KyleAAA wrote: Sat Jul 04, 2020 1:12 pm IMO it is unethical to leave large inheritances to offspring.
It depends on the motive of the giver, and the ability of the child to treat it responsibly. I knew of a family whose every member was obsessed with getting an inheritance, and whenever someone died the vultures would descend, with judgements being made as to why so and so got this or that or why so and so got stiffed. Very ugly scenes ensued at the home of the recently deceased, with furniture and belongings disappearing as if by magic. That institutionalized method of inheritance was unethical, because it was invariably the end result of all seniors in the family using the promise of an inheritance as an unreachable carrot on the end of a very long stick.

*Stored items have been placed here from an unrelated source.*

impl LoadoutEngine {
    /// Build an engine from whatever `storage` holds, using the system clock
    pub fn hydrate(catalog: Arc<Catalog>, storage: Box<dyn Storage>) -> Self {
        Self::new(catalog, storage, Box::new(SystemClock), AgentProfile::default())
    }

    /// Build an engine; `fallback_profile` is used when storage holds nothing usable
    pub fn new(
        catalog: Arc<Catalog>,
        storage: Box<dyn Storage>,
        clock: Box<dyn Clock>,
        fallback_profile: AgentProfile,
    ) -> Self {
        let state = match storage.load() {
            Ok(Some(state)) => {
                tracing::info!(saved = state.saved_loadouts.len(), "hydrated armory state");
                state
            }
            Ok(None) => {
                tracing::info!("no stored state, starting fresh");
                PersistedState {
                    agent_profile: fallback_profile,
                    ..PersistedState::default()
                }
            }
            Err(e) => {
                tracing::warn!(error = %e, "failed to load stored state, starting fresh");
                PersistedState {
                    agent_profile: fallback_profile,
                    ..PersistedState::default()
                }
            }
        };

        let mut engine = LoadoutEngine {
            catalog,
            storage,
            clock,
            current: Loadout::new(),
            saved: Vec::with_capacity(state.saved_loadouts.len()),
            profile: state.agent_profile,
            dark_mode: state.dark_mode,
            dirty: false,
            revision: 0,
        };

        let stored = state.saved_loadouts;
        engine.merge(stored.clone());
        if engine.saved != stored {
            tracing::info!(
                stored = stored.len(),
                kept = engine.saved.len(),
                "normalized stored loadouts"
            );
            engine.dirty = true;
        }
        engine.sync_total_builds();
        engine
    }

    // === Queries ===

    pub fn catalog(&self) -> &Catalog {
        &self.catalog
    }

    pub fn current(&self) -> &Loadout {
        &self.current
    }

    pub fn saved(&self) -> &[Loadout] {
        &self.saved
    }

    pub fn find_saved(&self, id: &str) -> Option<&Loadout> {
        self.saved
            .iter()
            .find(|l| l.id().map(LoadoutId::as_str) == Some(id))
    }

    pub fn profile(&self) -> &AgentProfile {
        &self.profile
    }

    pub fn dark_mode(&self) -> bool {
        self.dark_mode
    }

    pub fn completion(&self) -> u8 {
        stats::completion(&self.current)
    }

    pub fn readiness(&self) -> Readiness {
        stats::readiness(&self.current)
    }

    pub fn achievements(&self) -> Vec<Achievement> {
        self.profile.achievements(self.saved.len())
    }

    /// Increases on every change to engine state
    pub fn revision(&self) -> u64 {
        self.revision
    }

    /// True while a write to storage is still owed
    pub fn has_unsaved_changes(&self) -> bool {
        self.dirty
    }

    /// Compare two saved loadouts; `None` unless both ids resolve
    pub fn compare_saved(&self, first: &str, second: &str) -> Option<LoadoutComparison> {
        let a = self.find_saved(first)?;
        let b = self.find_saved(second)?;
        Some(compare(a, b))
    }

    /// Catalog ids held by the current loadout that the catalog no longer has
    pub fn stale_references(&self) -> Vec<StaleReference> {
        let mut stale = Vec::new();
        if let Some(item) = self.current.base_item() {
            if self.catalog.base_item(&item.id).is_none() {
                stale.push(StaleReference {
                    kind: ReferenceKind::BaseItem,
                    id: item.id.clone(),
                });
            }
        }
        for (category, attachment) in self.current.attachments().iter() {
            if let Some(attachment) = attachment {
                if self.catalog.attachment(&attachment.id).is_none() {
                    stale.push(StaleReference {
                        kind: ReferenceKind::Attachment(category),
                        id: attachment.id.clone(),
                    });
                }
            }
        }
        if let Some(skin) = self.current.skin() {
            if self.catalog.skin(&skin.id).is_none() {
                stale.push(StaleReference {
                    kind: ReferenceKind::Skin,
                    id: skin.id.clone(),
                });
            }
        }
        if let Some(theme) = self.current.color_theme() {
            if self.catalog.color_theme(&theme.id).is_none() {
                stale.push(StaleReference {
                    kind: ReferenceKind::ColorTheme,
                    id: theme.id.clone(),
                });
            }
        }
        stale
    }

    /// Suggest a name for the current loadout without applying it
    pub fn suggest_name<R: Rng + ?Sized>(&self, rng: &mut R) -> String {
        generator::generate_build_name(self.current.base_item(), rng)
    }

    // === Current loadout ===

    pub fn set_base_item(&mut self, item: BaseItem) -> &Loadout {
        tracing::debug!(base = %item.id, "set base item");
        self.current.set_base_item(item);
        self.touch_current()
    }

    /// Select a base item from the catalog; unknown ids are ignored
    pub fn set_base_item_by_id(&mut self, id: &str) -> &Loadout {
        match self.catalog.base_item(id).cloned() {
            Some(item) => self.set_base_item(item),
            None => {
                tracing::debug!(id, "unknown base item ignored");
                &self.current
            }
        }
    }

    /// Equip an attachment in its slot
    ///
    /// Locked attachments and attachments belonging to another category are
    /// ignored. Energy capacity is not enforced. An attachment the catalog
    /// does not define is kept in the slot but not counted.
    pub fn set_attachment(&mut self, category: SlotCategory, attachment: Attachment) -> &Loadout {
        if attachment.locked {
            tracing::debug!(id = %attachment.id, "locked attachment ignored");
            return &self.current;
        }
        if attachment.category != category {
            tracing::debug!(
                id = %attachment.id,
                slot = %category,
                belongs_to = %attachment.category,
                "attachment does not fit slot"
            );
            return &self.current;
        }

        self.current.equip(category, attachment);
        self.touch_current()
    }

    pub fn set_attachment_by_id(&mut self, category: SlotCategory, id: &str) -> &Loadout {
        match self.catalog.attachment(id).cloned() {
            Some(attachment) => self.set_attachment(category, attachment),
            None => {
                tracing::debug!(id, "unknown attachment ignored");
                &self.current
            }
        }
    }

    pub fn remove_attachment(&mut self, category: SlotCategory) -> &Loadout {
        self.current.unequip(category);
        self.touch_current()
    }

    pub fn clear_attachments(&mut self) -> &Loadout {
        self.current.assign(Default::default());
        self.touch_current()
    }

    pub fn set_name(&mut self, name: impl Into<String>) -> &Loadout {
        self.current.set_name(name.into());
        self.touch_current()
    }

    pub fn set_skin(&mut self, skin: Skin) -> &Loadout {
        self.current.set_skin(Some(skin));
        self.touch_current()
    }

    pub fn set_skin_by_id(&mut self, id: &str) -> &Loadout {
        match self.catalog.skin(id).cloned() {
            Some(skin) => self.set_skin(skin),
            None => {
                tracing::debug!(id, "unknown skin ignored");
                &self.current
            }
        }
    }

    pub fn clear_skin(&mut self) -> &Loadout {
        self.current.set_skin(None);
        self.touch_current()
    }

    pub fn set_color_theme(&mut self, theme: ColorTheme) -> &Loadout {
        self.current.set_color_theme(Some(theme));
        self.touch_current()
    }

    pub fn set_color_theme_by_id(&mut self, id: &str) -> &Loadout {
        match self.catalog.color_theme(id).cloned() {
            Some(theme) => self.set_color_theme(theme),
            None => {
                tracing::debug!(id, "unknown color theme ignored");
                &self.current
            }
        }
    }

    pub fn clear_color_theme(&mut self) -> &Loadout {
        self.current.set_color_theme(None);
        self.touch_current()
    }

    /// Refill every slot at random from the catalog
    pub fn randomize_attachments<R: Rng + ?Sized>(&mut self, rng: &mut R) -> &Loadout {
        let assignment = generator::randomize(self.catalog.attachments_by_category(), rng);
        self.current.assign(assignment);
        tracing::debug!(filled = self.current.attachments().filled_count(), "randomized attachments");
        self.touch_current()
    }

    /// Refill every slot from a preset's preferences
    pub fn apply_preset<R: Rng + ?Sized>(&mut self, preset: &Preset, rng: &mut R) -> &Loadout {
        let assignment = generator::apply_preset(preset, self.catalog.attachments_by_category(), rng);
        self.current.assign(assignment);
        tracing::debug!(preset = %preset.name, "applied preset");
        self.touch_current()
    }

    pub fn apply_preset_by_name<R: Rng + ?Sized>(&mut self, name: &str, rng: &mut R) -> &Loadout {
        match self.catalog.preset(name).cloned() {
            Some(preset) => self.apply_preset(&preset, rng),
            None => {
                tracing::debug!(name, "unknown preset ignored");
                &self.current
            }
        }
    }

    /// Replace the current loadout with an empty one
    pub fn reset(&mut self) -> &Loadout {
        self.current = Loadout::new();
        self.changed();
        &self.current
    }

    // === Saved collection ===

    /// Save the current loadout into the collection
    ///
    /// A loadout without an id gets a fresh one and its creation time. An id
    /// already in the collection replaces that entry where it stands.
    pub fn save(&mut self) -> &Loadout {
        let now = self.clock.now();

        if self.current.id().is_none() {
            let id = self.unused_id();
            self.current.set_id(id);
            self.current.set_created_at(now);
        } else if self.current.created_at().is_none() {
            self.current.set_created_at(now);
        }
        self.current.touch(now);

        let snapshot = self.current.clone();
        match self.position(snapshot.id()) {
            Some(index) => {
                tracing::info!(id = ?snapshot.id(), "updated saved loadout");
                self.saved[index] = snapshot;
            }
            None => {
                tracing::info!(id = ?snapshot.id(), "saved new loadout");
                self.saved.push(snapshot);
            }
        }

        self.sync_total_builds();
        self.mark_dirty();
        &self.current
    }

    /// Make a copy of a saved loadout current
    ///
    /// Returns false and leaves the current loadout untouched if `id` is not
    /// saved.
    pub fn load(&mut self, id: &str) -> bool {
        match self.find_saved(id).cloned() {
            Some(mut loadout) => {
                tracing::info!(id, "loaded saved loadout");
                resolve(&self.catalog, &mut loadout);
                self.current = loadout;
                self.changed();
                true
            }
            None => {
                tracing::debug!(id, "load of unknown loadout ignored");
                false
            }
        }
    }

    /// Remove a saved loadout; false if nothing had that id
    pub fn delete(&mut self, id: &str) -> bool {
        let before = self.saved.len();
        self.saved.retain(|l| l.id().map(LoadoutId::as_str) != Some(id));
        if self.saved.len() == before {
            tracing::debug!(id, "delete of unknown loadout ignored");
            return false;
        }

        tracing::info!(id, "deleted saved loadout");
        self.sync_total_builds();
        self.mark_dirty();
        true
    }

    /// Merge loadouts from an exported collection
    ///
    /// Entries whose id is already saved replace it; the rest are appended,
    /// minting ids where missing. Returns how many were imported.
    pub fn import_collection(&mut self, loadouts: Vec<Loadout>) -> usize {
        let count = loadouts.len();
        self.merge(loadouts);

        tracing::info!(count, "imported loadouts");
        self.sync_total_builds();
        self.mark_dirty();
        count
    }

    // === Profile and preferences ===

    pub fn add_xp(&mut self, amount: u64) -> &AgentProfile {
        self.profile.add_xp(amount);
        tracing::debug!(xp = self.profile.xp(), level = self.profile.level(), "added xp");
        self.mark_dirty();
        &self.profile
    }

    pub fn set_dark_mode(&mut self, enabled: bool) {
        self.dark_mode = enabled;
        self.mark_dirty();
    }

    pub fn toggle_dark_mode(&mut self) -> bool {
        self.set_dark_mode(!self.dark_mode);
        self.dark_mode
    }

    // === Persistence ===

    /// Write persisted state to storage if anything changed since the last write
    pub fn flush(&mut self) -> Result<(), PersistenceError> {
        if !self.dirty {
            return Ok(());
        }

        let state = PersistedState {
            saved_loadouts: self.saved.clone(),
            agent_profile: self.profile.clone(),
            dark_mode: self.dark_mode,
        };
        self.storage.save(&state)?;
        self.dirty = false;
        tracing::debug!(saved = self.saved.len(), "flushed state");
        Ok(())
    }

    // === Internal ===

    fn touch_current(&mut self) -> &Loadout {
        resolve(&self.catalog, &mut self.current);
        self.current.touch(self.clock.now());
        self.changed();
        &self.current
    }

    /// Record a change; retries any storage write that failed earlier
    fn changed(&mut self) {
        self.revision += 1;
        if self.dirty {
            self.flush_logged();
        }
    }

    fn mark_dirty(&mut self) {
        self.dirty = true;
        self.changed();
    }

    fn flush_logged(&mut self) {
        if let Err(e) = self.flush() {
            tracing::warn!(error = %e, "failed to persist state, will retry");
        }
    }

    /// Add loadouts to the collection, minting missing ids and re-deriving
    /// their values; a later entry replaces an earlier one with the same id
    fn merge(&mut self, loadouts: Vec<Loadout>) {
        for mut loadout in loadouts {
            if loadout.id().is_none() {
                let id = self.unused_id();
                loadout.set_id(id);
            }
            resolve(&self.catalog, &mut loadout);
            match self.position(loadout.id()) {
                Some(index) => self.saved[index] = loadout,
                None => self.saved.push(loadout),
            }
        }
    }

    fn position(&self, id: Option<&LoadoutId>) -> Option<usize> {
        let id = id?;
        self.saved.iter().position(|l| l.id() == Some(id))
    }

    fn unused_id(&self) -> LoadoutId {
        loop {
            let id = LoadoutId::generate();
            if self.position(Some(&id)).is_none() {
                return id;
            }
        }
    }

    fn sync_total_builds(&mut self) {
        self.profile.total_builds = self.saved.len();
    }
}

I know someone else in a different family who is recently divorced at age 60, has zero retirement savings, and is expecting an inheritance of about 150k soon. He was a sad excuse for a father, and has told his two children that he will split all of the inheritance between them, taking nothing for himself, and if the younger one (16) will come live with him 2,500 miles away from her mother's home where she now lives, he will buy her a new car. He is obviously using an inheritance and what little money he has in an attempt to buy his children's love. That is not only unethical, but betrays a self-serving motive.

These two examples may be the aberration however, as most parents have only the best wishes for their offspring and an honest desire to make their children's lives better than their own.

Much like the decision of when to claim SS, the decision on how/whether to leave an inheritance depends entirely on personal circumstances. What may be unethical for one may be admirable for another.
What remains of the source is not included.